Task –
The entire listing below is to be reproduced exactly.

────────────────────

//! Property construction and the per-entity manager cache.
//!
//! A [`PropertyManager`] is the factory for one entity's properties inside
//! one namespace. [`ManagerRegistry`] keeps exactly one manager per entity
//! for the namespace it was built with, and lets the host sweep out
//! managers for entities that are no longer resident. Evicting a manager
//! only drops in-memory handles; stored values stay in the backend.

use std::collections::HashMap;
use std::sync::{Arc, Mutex, PoisonError};

use bastion_types::{EntityId, Namespace};

use crate::codec::Persistable;
use crate::container::ContainerProvider;
use crate::error::StoreError;
use crate::property::{Merge, PersistentProperty};
use crate::runtime::StoreRuntime;
use crate::store::PropertyStore;

/// Factory for the properties of one entity in one namespace.
#[derive(Debug)]
pub struct PropertyManager {
    namespace: Namespace,
    store: Arc<PropertyStore>,
}

impl PropertyManager {
    /// Build a manager over an existing store.
    pub const fn new(namespace: Namespace, store: Arc<PropertyStore>) -> Self {
        Self { namespace, store }
    }

    /// The entity whose properties this manager creates.
    pub fn entity(&self) -> EntityId {
        self.store.entity()
    }

    /// The owner scope of every key this manager creates.
    pub const fn namespace(&self) -> &Namespace {
        &self.namespace
    }

    /// The runtime serializing this manager's store.
    pub fn runtime(&self) -> &StoreRuntime {
        self.store.runtime()
    }

    /// Create a property whose `set` replaces the stored value.
    ///
    /// # Errors
    ///
    /// See [`create_with`](Self::create_with).
    pub fn create<T: Persistable>(
        &self,
        name: &str,
        default: T,
    ) -> Result<PersistentProperty<T>, StoreError> {
        self.create_with(name, default, Merge::replace())
    }

    /// Create a property with a custom merge rule.
    ///
    /// Pure: nothing is read or written until the property is used.
    ///
    /// # Errors
    ///
    /// - [`StoreError::InvalidKeyName`] if `name` violates `[a-z0-9._-]+`.
    /// - [`StoreError::InvalidDefaultValue`] if `default` is blank text.
    /// - [`StoreError::UnsupportedType`] if `T` has no codec.
    pub fn create_with<T: Persistable>(
        &self,
        name: &str,
        default: T,
        merge: Merge<T>,
    ) -> Result<PersistentProperty<T>, StoreError> {
        let key = self.namespace.key(name)?;
        if default.is_blank() {
            return Err(StoreError::InvalidDefaultValue {
                key: key.to_string(),
            });
        }
        let codec = T::codec()?;
        Ok(PersistentProperty::new(
            key,
            codec,
            default,
            merge,
            Arc::clone(&self.store),
        ))
    }
}

/// One [`PropertyManager`] per entity, for one namespace.
pub struct ManagerRegistry {
    namespace: Namespace,
    provider: Arc<dyn ContainerProvider>,
    runtime: StoreRuntime,
    managers: Mutex<HashMap<EntityId, Arc<PropertyManager>>>,
}

impl core::fmt::Debug for ManagerRegistry {
    fn fmt(&self, f: &mut core::fmt::Formatter<'_>) -> core::fmt::Result {
        f.debug_struct("ManagerRegistry")
            .field("namespace", &self.namespace)
            .field("resident", &self.len())
            .finish_non_exhaustive()
    }
}

impl ManagerRegistry {
    /// Create an empty registry.
    pub fn new(
        namespace: Namespace,
        provider: Arc<dyn ContainerProvider>,
        runtime: StoreRuntime,
    ) -> Self {
        Self {
            namespace,
            provider,
            runtime,
            managers: Mutex::new(HashMap::new()),
        }
    }

    /// The namespace every manager in this registry creates keys in.
    pub const fn namespace(&self) -> &Namespace {
        &self.namespace
    }

    /// The runtime shared by every manager in this registry.
    pub const fn runtime(&self) -> &StoreRuntime {
        &self.runtime
    }

    /// The manager for `entity`, created and cached on first request.
    ///
    /// Lookup and insertion happen under one lock, so concurrent callers
    /// for the same entity always receive the same instance.
    pub fn of(&self, entity: EntityId) -> Arc<PropertyManager> {
        let mut managers = self.managers.lock().unwrap_or_else(PoisonError::into_inner);
        let manager = managers.entry(entity).or_insert_with(|| {
            tracing::debug!(%entity, namespace = %self.namespace, "property manager created");
            let store = PropertyStore::new(
                entity,
                self.provider.container_for(entity),
                self.runtime.clone(),
            );
            Arc::new(PropertyManager::new(self.namespace.clone(), Arc::new(store)))
        });
        Arc::clone(manager)
    }

    /// Drop the cached manager for `entity`. Returns whether one existed.
    pub fn evict(&self, entity: EntityId) -> bool {
        self.managers
            .lock()
            .unwrap_or_else(PoisonError::into_inner)
            .remove(&entity)
            .is_some()
    }

    /// Keep only managers whose entity satisfies `resident`. Returns how
    /// many were evicted.
    pub fn retain(&self, mut resident: impl FnMut(EntityId) -> bool) -> usize {
        let mut managers = self.managers.lock().unwrap_or_else(PoisonError::into_inner);
        let before = managers.len();
        managers.retain(|entity, _| resident(*entity));
        let evicted = before.saturating_sub(managers.len());
        if evicted > 0 {
            tracing::debug!(evicted, remaining = managers.len(), "offline managers swept");
        }
        evicted
    }

    /// Whether a manager for `entity` is cached.
    pub fn contains(&self, entity: EntityId) -> bool {
        self.managers
            .lock()
            .unwrap_or_else(PoisonError::into_inner)
            .contains_key(&entity)
    }

    /// Number of cached managers.
    pub fn len(&self) -> usize {
        self.managers
            .lock()
            .unwrap_or_else(PoisonError::into_inner)
            .len()
    }

    /// Whether no managers are cached.
    pub fn is_empty(&self) -> bool {
        self.len() == 0
    }
}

────────────────────

Solution to this exercise –
//! Property construction and the per-entity manager cache.
//!
//! A [`PropertyManager`] is the factory for one entity's properties inside
//! one namespace. [`ManagerRegistry`] keeps exactly one manager per entity
//! for the namespace it was built with, and lets the host sweep out
//! managers for entities that are no longer resident. Evicting a manager
//! only drops in-memory handles; stored values stay in the backend.

use std::collections::HashMap;
use std::sync::{Arc, Mutex, PoisonError};

use bastion_types::{EntityId, Namespace};

use crate::codec::Persistable;
use crate::container::ContainerProvider;
use crate::error::StoreError;
use crate::property::{Merge, PersistentProperty};
use crate::runtime::StoreRuntime;
use crate::store::PropertyStore;

/// Factory for the properties of one entity in one namespace.
#[derive(Debug)]
pub struct PropertyManager {
    namespace: Namespace,
    store: Arc<PropertyStore>,
}

impl PropertyManager {
    /// Build a manager over an existing store.
    pub const fn new(namespace: Namespace, store: Arc<PropertyStore>) -> Self {
        Self { namespace, store }
    }

    /// The entity whose properties this manager creates.
    pub fn entity(&self) -> EntityId {
        self.store.entity()
    }

    /// The owner scope of every key this manager creates.
    pub const fn namespace(&self) -> &Namespace {
        &self.namespace
    }

    /// The runtime serializing this manager's store.
    pub fn runtime(&self) -> &StoreRuntime {
        self.store.runtime()
    }

    /// Create a property whose `set` replaces the stored value.
    ///
    /// # Errors
    ///
    /// See [`create_with`](Self::create_with).
    pub fn create<T: Persistable>(
        &self,
        name: &str,
        default: T,
    ) -> Result<PersistentProperty<T>, StoreError> {
        self.create_with(name, default, Merge::replace())
    }

    /// Create a property with a custom merge rule.
    ///
    /// Pure: nothing is read or written until the property is used.
    ///
    /// # Errors
    ///
    /// - [`StoreError::InvalidKeyName`] if `name` violates `[a-z0-9._-]+`.
    /// - [`StoreError::InvalidDefaultValue`] if `default` is blank text.
    /// - [`StoreError::UnsupportedType`] if `T` has no codec.
    pub fn create_with<T: Persistable>(
        &self,
        name: &str,
        default: T,
        merge: Merge<T>,
    ) -> Result<PersistentProperty<T>, StoreError> {
        let key = self.namespace.key(name)?;
        if default.is_blank() {
            return Err(StoreError::InvalidDefaultValue {
                key: key.to_string(),
            });
        }
        let codec = T::codec()?;
        Ok(PersistentProperty::new(
            key,
            codec,
            default,
            merge,
            Arc::clone(&self.store),
        ))
    }
}

/// One [`PropertyManager`] per entity, for one namespace.
pub struct ManagerRegistry {
    namespace: Namespace,
    provider: Arc<dyn ContainerProvider>,
    runtime: StoreRuntime,
    managers: Mutex<HashMap<EntityId, Arc<PropertyManager>>>,
}

impl core::fmt::Debug for ManagerRegistry {
    fn fmt(&self, f: &mut core::fmt::Formatter<'_>) -> core::fmt::Result {
        f.debug_struct("ManagerRegistry")
            .field("namespace", &self.namespace)
            .field("resident", &self.len())
            .finish_non_exhaustive()
    }
}

impl ManagerRegistry {
    /// Create an empty registry.
    pub fn new(
        namespace: Namespace,
        provider: Arc<dyn ContainerProvider>,
        runtime: StoreRuntime,
    ) -> Self {
        Self {
            namespace,
            provider,
            runtime,
            managers: Mutex::new(HashMap::new()),
        }
    }

    /// The namespace every manager in this registry creates keys in.
    pub const fn namespace(&self) -> &Namespace {
        &self.namespace
    }

    /// The runtime shared by every manager in this registry.
    pub const fn runtime(&self) -> &StoreRuntime {
        &self.runtime
    }

    /// The manager for `entity`, created and cached on first request.
    ///
    /// Lookup and insertion happen under one lock, so concurrent callers
    /// for the same entity always receive the same instance.
    pub fn of(&self, entity: EntityId) -> Arc<PropertyManager> {
        let mut managers = self.managers.lock().unwrap_or_else(PoisonError::into_inner);
        let manager = managers.entry(entity).or_insert_with(|| {
            tracing::debug!(%entity, namespace = %self.namespace, "property manager created");
            let store = PropertyStore::new(
                entity,
                self.provider.container_for(entity),
                self.runtime.clone(),
            );
            Arc::new(PropertyManager::new(self.namespace.clone(), Arc::new(store)))
        });
        Arc::clone(manager)
    }

    /// Drop the cached manager for `entity`. Returns whether one existed.
    pub fn evict(&self, entity: EntityId) -> bool {
        self.managers
            .lock()
            .unwrap_or_else(PoisonError::into_inner)
            .remove(&entity)
            .is_some()
    }

    /// Keep only managers whose entity satisfies `resident`. Returns how
    /// many were evicted.
    pub fn retain(&self, mut resident: impl FnMut(EntityId) -> bool) -> usize {
        let mut managers = self.managers.lock().unwrap_or_else(PoisonError::into_inner);
        let before = managers.len();
        managers.retain(|entity, _| resident(*entity));
        let evicted = before.saturating_sub(managers.len());
        if evicted > 0 {
            tracing::debug!(evicted, remaining = managers.len(), "offline managers swept");
        }
        evicted
    }

    /// Whether a manager for `entity` is cached.
    pub fn contains(&self, entity: EntityId) -> bool {
        self.managers
            .lock()
            .unwrap_or_else(PoisonError::into_inner)
            .contains_key(&entity)
    }

    /// Number of cached managers.
    pub fn len(&self) -> usize {
        self.managers
            .lock()
            .unwrap_or_else(PoisonError::into_inner)
            .len()
    }

    /// Whether no managers are cached.
    pub fn is_empty(&self) -> bool {
        self.len() == 0
    }
}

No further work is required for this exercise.